» **Records to process**
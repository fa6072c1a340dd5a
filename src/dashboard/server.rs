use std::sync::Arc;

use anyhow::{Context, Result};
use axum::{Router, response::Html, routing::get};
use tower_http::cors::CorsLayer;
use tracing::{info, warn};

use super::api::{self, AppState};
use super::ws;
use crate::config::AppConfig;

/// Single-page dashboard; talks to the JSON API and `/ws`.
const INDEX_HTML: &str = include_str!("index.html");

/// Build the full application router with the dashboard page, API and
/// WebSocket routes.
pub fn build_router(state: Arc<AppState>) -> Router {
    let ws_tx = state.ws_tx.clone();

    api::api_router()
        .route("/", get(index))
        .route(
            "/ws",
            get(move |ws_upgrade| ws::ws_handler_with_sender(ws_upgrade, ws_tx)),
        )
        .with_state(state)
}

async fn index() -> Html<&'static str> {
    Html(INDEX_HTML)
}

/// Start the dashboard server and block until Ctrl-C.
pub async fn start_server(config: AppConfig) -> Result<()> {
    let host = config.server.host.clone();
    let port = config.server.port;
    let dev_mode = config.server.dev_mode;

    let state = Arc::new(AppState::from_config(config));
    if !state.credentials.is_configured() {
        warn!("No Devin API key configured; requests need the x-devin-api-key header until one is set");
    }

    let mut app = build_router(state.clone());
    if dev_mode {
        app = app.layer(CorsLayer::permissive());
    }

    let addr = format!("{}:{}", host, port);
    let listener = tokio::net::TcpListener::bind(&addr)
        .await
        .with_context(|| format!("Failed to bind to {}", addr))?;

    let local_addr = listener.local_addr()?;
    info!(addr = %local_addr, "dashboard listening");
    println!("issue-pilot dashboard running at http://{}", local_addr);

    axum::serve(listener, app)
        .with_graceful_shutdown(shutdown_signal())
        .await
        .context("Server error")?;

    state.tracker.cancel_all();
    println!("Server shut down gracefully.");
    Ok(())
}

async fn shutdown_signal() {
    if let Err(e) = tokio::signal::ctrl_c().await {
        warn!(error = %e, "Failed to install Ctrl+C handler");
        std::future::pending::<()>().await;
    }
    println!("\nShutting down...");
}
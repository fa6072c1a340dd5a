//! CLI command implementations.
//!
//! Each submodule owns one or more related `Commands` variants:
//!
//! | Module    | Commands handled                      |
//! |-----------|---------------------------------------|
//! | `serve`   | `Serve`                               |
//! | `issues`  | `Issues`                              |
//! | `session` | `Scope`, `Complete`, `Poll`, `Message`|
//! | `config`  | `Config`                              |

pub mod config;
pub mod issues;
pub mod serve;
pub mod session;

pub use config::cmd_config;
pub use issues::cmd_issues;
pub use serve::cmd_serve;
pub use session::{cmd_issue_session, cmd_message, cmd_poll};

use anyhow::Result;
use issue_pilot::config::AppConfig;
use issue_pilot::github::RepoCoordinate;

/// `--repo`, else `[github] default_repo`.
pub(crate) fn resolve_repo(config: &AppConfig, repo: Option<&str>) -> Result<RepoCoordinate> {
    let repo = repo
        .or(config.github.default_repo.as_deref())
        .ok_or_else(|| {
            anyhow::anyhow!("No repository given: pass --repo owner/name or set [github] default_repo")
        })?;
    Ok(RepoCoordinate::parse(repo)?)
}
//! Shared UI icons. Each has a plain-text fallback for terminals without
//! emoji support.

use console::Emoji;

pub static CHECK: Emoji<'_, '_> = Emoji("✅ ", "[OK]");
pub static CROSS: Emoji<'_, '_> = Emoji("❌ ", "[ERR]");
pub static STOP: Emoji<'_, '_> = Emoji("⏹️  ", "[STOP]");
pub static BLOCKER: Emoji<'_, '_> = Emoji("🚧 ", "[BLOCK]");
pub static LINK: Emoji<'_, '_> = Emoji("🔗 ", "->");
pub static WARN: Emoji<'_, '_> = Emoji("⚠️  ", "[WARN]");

» **Directions**
Repeat the material exactly. Begin with its first line and end with the line that has "axum::serve(listener, app)".

» **Output below**
repository fa6072c1a340dd5a
filename src/dashboard/server.rs
use std::sync::Arc;

use anyhow::{Context, Result};
use axum::{Router, response::Html, routing::get};
use tower_http::cors::CorsLayer;
use tracing::{info, warn};

use super::api::{self, AppState};
use super::ws;
use crate::config::AppConfig;

/// Single-page dashboard; talks to the JSON API and `/ws`.
const INDEX_HTML: &str = include_str!("index.html");

/// Build the full application router with the dashboard page, API and
/// WebSocket routes.
pub fn build_router(state: Arc<AppState>) -> Router {
    let ws_tx = state.ws_tx.clone();

    api::api_router()
        .route("/", get(index))
        .route(
            "/ws",
            get(move |ws_upgrade| ws::ws_handler_with_sender(ws_upgrade, ws_tx)),
        )
        .with_state(state)
}

async fn index() -> Html<&'static str> {
    Html(INDEX_HTML)
}

/// Start the dashboard server and block until Ctrl-C.
pub async fn start_server(config: AppConfig) -> Result<()> {
    let host = config.server.host.clone();
    let port = config.server.port;
    let dev_mode = config.server.dev_mode;

    let state = Arc::new(AppState::from_config(config));
    if !state.credentials.is_configured() {
        warn!("No Devin API key configured; requests need the x-devin-api-key header until one is set");
    }

    let mut app = build_router(state.clone());
    if dev_mode {
        app = app.layer(CorsLayer::permissive());
    }

    let addr = format!("{}:{}", host, port);
    let listener = tokio::net::TcpListener::bind(&addr)
        .await
        .with_context(|| format!("Failed to bind to {}", addr))?;

    let local_addr = listener.local_addr()?;
    info!(addr = %local_addr, "dashboard listening");
    println!("issue-pilot dashboard running at http://{}", local_addr);

    axum::serve(listener, app)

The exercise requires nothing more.